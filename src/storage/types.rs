//! Storage adapter abstractions
//!
//! The transform job talks to storage only through these traits, so the
//! object-store implementations can be swapped for test doubles.

use crate::error::Result;
use crate::transform::{CleanedTable, PartitionKey, RawTable};
use crate::types::{Compression, WriteMode};
use async_trait::async_trait;
use serde::Serialize;

/// Options for reading delimited text
#[derive(Debug, Clone)]
pub struct ReadOptions {
    /// Field delimiter
    pub delimiter: char,
}

impl Default for ReadOptions {
    fn default() -> Self {
        Self { delimiter: ',' }
    }
}

impl ReadOptions {
    /// Create default read options
    pub fn new() -> Self {
        Self::default()
    }

    /// Set the delimiter
    #[must_use]
    pub fn with_delimiter(mut self, delimiter: char) -> Self {
        self.delimiter = delimiter;
        self
    }
}

/// Options for partitioned writes
#[derive(Debug, Clone, Default)]
pub struct WriteOptions {
    /// How existing data is replaced
    pub mode: WriteMode,
    /// Parquet codec
    pub compression: Compression,
}

impl WriteOptions {
    /// Create default write options (`overwrite_partitions`, snappy)
    pub fn new() -> Self {
        Self::default()
    }

    /// Set the write mode
    #[must_use]
    pub fn with_mode(mut self, mode: WriteMode) -> Self {
        self.mode = mode;
        self
    }

    /// Set the compression codec
    #[must_use]
    pub fn with_compression(mut self, compression: Compression) -> Self {
        self.compression = compression;
        self
    }
}

/// What a partitioned write did
#[derive(Debug, Clone, Default, PartialEq, Eq, Serialize)]
pub struct WriteSummary {
    pub rows_written: usize,
    pub partitions: Vec<PartitionKey>,
    pub files_written: Vec<String>,
    pub files_removed: usize,
}

/// Something a raw table can be read from
#[async_trait]
pub trait TableSource: Send + Sync {
    /// Read every row below the location as one table
    async fn read_table(&self) -> Result<RawTable>;

    /// Location for logs
    fn describe(&self) -> String;
}

/// Something a cleaned table can be written to
#[async_trait]
pub trait TableSink: Send + Sync {
    /// Write the table partitioned by (year, month)
    async fn write_table(&self, table: &CleanedTable) -> Result<WriteSummary>;

    /// Location for logs
    fn describe(&self) -> String;
}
===============
*EXERCISE BRIEF:* Each entry above is to be transcribed word for word.

*REPLY TO THE TASK:*
filename src/storage/types.rs
//! Storage adapter abstractions
//!
//! The transform job talks to storage only through these traits, so the
//! object-store implementations can be swapped for test doubles.

use crate::error::Result;
use crate::transform::{CleanedTable, PartitionKey, RawTable};
use crate::types::{Compression, WriteMode};
use async_trait::async_trait;
use serde::Serialize;

/// Options for reading delimited text
#[derive(Debug, Clone)]
pub struct ReadOptions {
    /// Field delimiter
    pub delimiter: char,
}

impl Default for ReadOptions {
    fn default() -> Self {
        Self { delimiter: ',' }
    }
}

impl ReadOptions {
    /// Create default read options
    pub fn new() -> Self {
        Self::default()
    }

    /// Set the delimiter
    #[must_use]
    pub fn with_delimiter(mut self, delimiter: char) -> Self {
        self.delimiter = delimiter;
        self
    }
}

/// Options for partitioned writes
#[derive(Debug, Clone, Default)]
pub struct WriteOptions {
    /// How existing data is replaced
    pub mode: WriteMode,
    /// Parquet codec
    pub compression: Compression,
}

impl WriteOptions {
    /// Create default write options (`overwrite_partitions`, snappy)
    pub fn new() -> Self {
        Self::default()
    }

    /// Set the write mode
    #[must_use]
    pub fn with_mode(mut self, mode: WriteMode) -> Self {
        self.mode = mode;
        self
    }

    /// Set the compression codec
    #[must_use]
    pub fn with_compression(mut self, compression: Compression) -> Self {
        self.compression = compression;
        self
    }
}

/// What a partitioned write did
#[derive(Debug, Clone, Default, PartialEq, Eq, Serialize)]
pub struct WriteSummary {
    pub rows_written: usize,
    pub partitions: Vec<PartitionKey>,
    pub files_written: Vec<String>,
    pub files_removed: usize,
}

/// Something a raw table can be read from
#[async_trait]
pub trait TableSource: Send + Sync {
    /// Read every row below the location as one table
    async fn read_table(&self) -> Result<RawTable>;

    /// Location for logs
    fn describe(&self) -> String;
}

/// Something a cleaned table can be written to
#[async_trait]
pub trait TableSink: Send + Sync {
    /// Write the table partitioned by (year, month)
    async fn write_table(&self, table: &CleanedTable) -> Result<WriteSummary>;

    /// Location for logs
    fn describe(&self) -> String;
}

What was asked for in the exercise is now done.